Let use look at a campaign run by the government in the recent past. The government launched “Hunar Hai toh Kadar Hai” through the NSDC. Such a campaign while necessary had its own issues, it provided a feel good feeling but but could have been far better. The Urdu word Hunar means “talent” it does not mean skills, as is also evident from the Hindi names of State Skill missions in the northern region of the country referred to as “Kaushal” Missions. The “Hunar Hai toh Kadar Hai”campaign was generic, in that everyone identified with it. The risk of everyone identifying with a campaign is that no one identifies with it enough, to care and act on it. Campaigns are aimed at target audiences and not meant as a feel good for all. No one can disputes if we are storehouses of talent (hunar). To say that talent (Hunar) brings respect (kadar) does not stir anyone up for action. We wanted people to value skills over education we failed to do just that. Additionally, with the hype of public private partnership there was a sense of euphoria that something was happening, and the way skills are perceived in the country will change, sadly it has not. The biggest loss has been the widely changed public perception that things have changed dramatically while reality is more dark.
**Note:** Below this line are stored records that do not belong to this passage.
//! ternpak: adaptive multi-basis ternary weight codec.
//!
//! A dense weight matrix `W` is approximated by a short sum of scaled ternary
//! matrices, `W ~ s0*Q0 + s1*Q1 + ...`, each `Q` holding only -1, 0 and 1.
//! The bases are extracted greedily from the residual and packed into a byte
//! layout an inference engine reads directly.
//!
//! ```text
//! archive -> classify -> decompose -> pack -> archive
//!                          |
//!                       quantize (per basis)
//! ```

pub mod archive;
pub mod config;
pub mod convert;
pub mod decompose;
pub mod error;
pub mod pack;
pub mod quantize;
pub mod sidecar;
pub mod utils;
pub mod verify;

/// Value of the `format` metadata key.
pub const FORMAT_NAME: &str = "ternpak";
/// Current packed archive format version.
pub const FORMAT_VERSION: &str = "1";
/// A mean-absolute scale below this is treated as zero.
pub const SCALE_EPSILON: f32 = 1e-9;
/// Added to the standard deviation of `W` when normalizing the residual error.
pub const STD_EPSILON: f32 = 1e-9;

pub use archive::{TensorArchive, TensorEntry};
pub use config::{ConvertConfig, RoundingMode, ScaleNorm, StorageDtype};
pub use convert::{convert_archive, convert_file, ConversionReport, TensorRole};
pub use decompose::{BasisSet, Decomposer, WeightMatrix};
pub use error::{CodecError, Result};
pub use pack::{pack, unpack, PackLayout, PackedBases};
pub use quantize::{quantize_ternary, TernaryBasis, TernaryQuantizer};
pub use sidecar::{EngineConfig, ModelConfig};
pub use verify::{verify, verify_files, ArchiveFormat, VerifyReport};

#[cfg(test)]
mod tests {
    use super::*;

    fn known_matrix() -> WeightMatrix {
        let data = (0..64)
            .map(|i| {
                let (r, c) = ((i / 8) as f32, (i % 8) as f32);
                (r * 0.3 - c * 0.7).sin() + 0.1 * c
            })
            .collect();
        WeightMatrix::new(8, 8, data).expect("8x8 matrix")
    }

    fn assert_close(a: &[f32], b: &[f32], tol: f32) {
        assert_eq!(a.len(), b.len());
        for (i, (x, y)) in a.iter().zip(b.iter()).enumerate() {
            let diff = (x - y).abs();
            assert!(
                diff <= tol,
                "value mismatch at {}: {} vs {} (tol {})",
                i,
                x,
                y,
                tol
            );
        }
    }

    #[test]
    fn zero_threshold_fills_every_slot_interleaved8() {
        let w = known_matrix();
        let set = Decomposer::new(3, 0.0, TernaryQuantizer::default())
            .decompose(&w)
            .expect("decomposition should succeed");
        assert_eq!(set.used(), 3);
        assert_eq!(set.active(), 3);

        let packed = pack(&set, PackLayout::Interleaved8).expect("pack should succeed");
        assert_eq!(packed.shape, vec![8, 2, 3, 4]);

        // [0, 0, 0, :] is basis 0 on row 0, columns 0..4
        let scale0 = set.scales()[0];
        for j in 0..4 {
            let expected = RoundingMode::HalfToEven
                .round(w.get(0, j) / scale0)
                .clamp(-1.0, 1.0) as i8;
            let got = pack::decode_byte(packed.data[j], j).expect("valid byte");
            assert_eq!(got, expected, "column {j}");
        }
    }

    #[test]
    fn high_threshold_keeps_one_basis() {
        let w = known_matrix();
        let set = Decomposer::new(3, 0.99, TernaryQuantizer::default())
            .decompose(&w)
            .expect("decomposition should succeed");
        assert_eq!(set.active(), 1);
        let scales = set.scales();
        assert!(scales[0] > 0.0);
        assert_eq!(scales[1], 0.0);
        assert_eq!(scales[2], 0.0);
    }

    #[test]
    fn zero_matrix_yields_zero_slots() {
        let w = WeightMatrix::zeros(4, 4);
        let set = Decomposer::default()
            .decompose(&w)
            .expect("decomposition should succeed");
        assert!(set.bases().iter().all(|b| b.scale == 0.0));
        assert!(set.bases().iter().all(|b| b.values.iter().all(|&v| v == 0)));
    }

    #[test]
    fn dense2_group_byte() {
        let bases = vec![TernaryBasis {
            values: vec![1, 0, -1, 1],
            scale: 1.0,
        }];
        let set = BasisSet::new(1, 4, bases, 1).expect("valid basis set");
        let packed = pack(&set, PackLayout::Dense2).expect("pack should succeed");
        assert_eq!(packed.data, vec![1 | (0 << 2) | (2 << 4) | (1 << 6)]);
    }

    #[test]
    fn unpacked_reconstruction_is_bit_exact() {
        let w = known_matrix();
        let set = Decomposer::new(3, 0.0, TernaryQuantizer::default())
            .decompose(&w)
            .expect("decomposition should succeed");
        let direct = set.reconstruct();

        for layout in [PackLayout::Interleaved8, PackLayout::Dense2] {
            let restored = pack(&set, layout)
                .and_then(|p| p.unpack())
                .expect("round trip should succeed");
            assert_close(&restored.reconstruct(), &direct, 0.0);
        }
    }
}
Things have improved on the campaign front, we might now have understood the above argument , the recent advertisement featuring Sachin Tendulkar is a fine example of a good campaign, it connects to a person they identify with and speak with an everyday touch. My appreciation for this well thought idea.

In a collectivist society like India, respect and dignity can form key pillars for aspiration. Genuine respect in contrast to superficial talk, matched with action can change things. Our forefathers guided us in our constitution, they talked about all of us being equal, if we follow them and really “ensure everyone is equal” from a respect and dignity perspective, we would have taken the right steps towards making skill aspirational.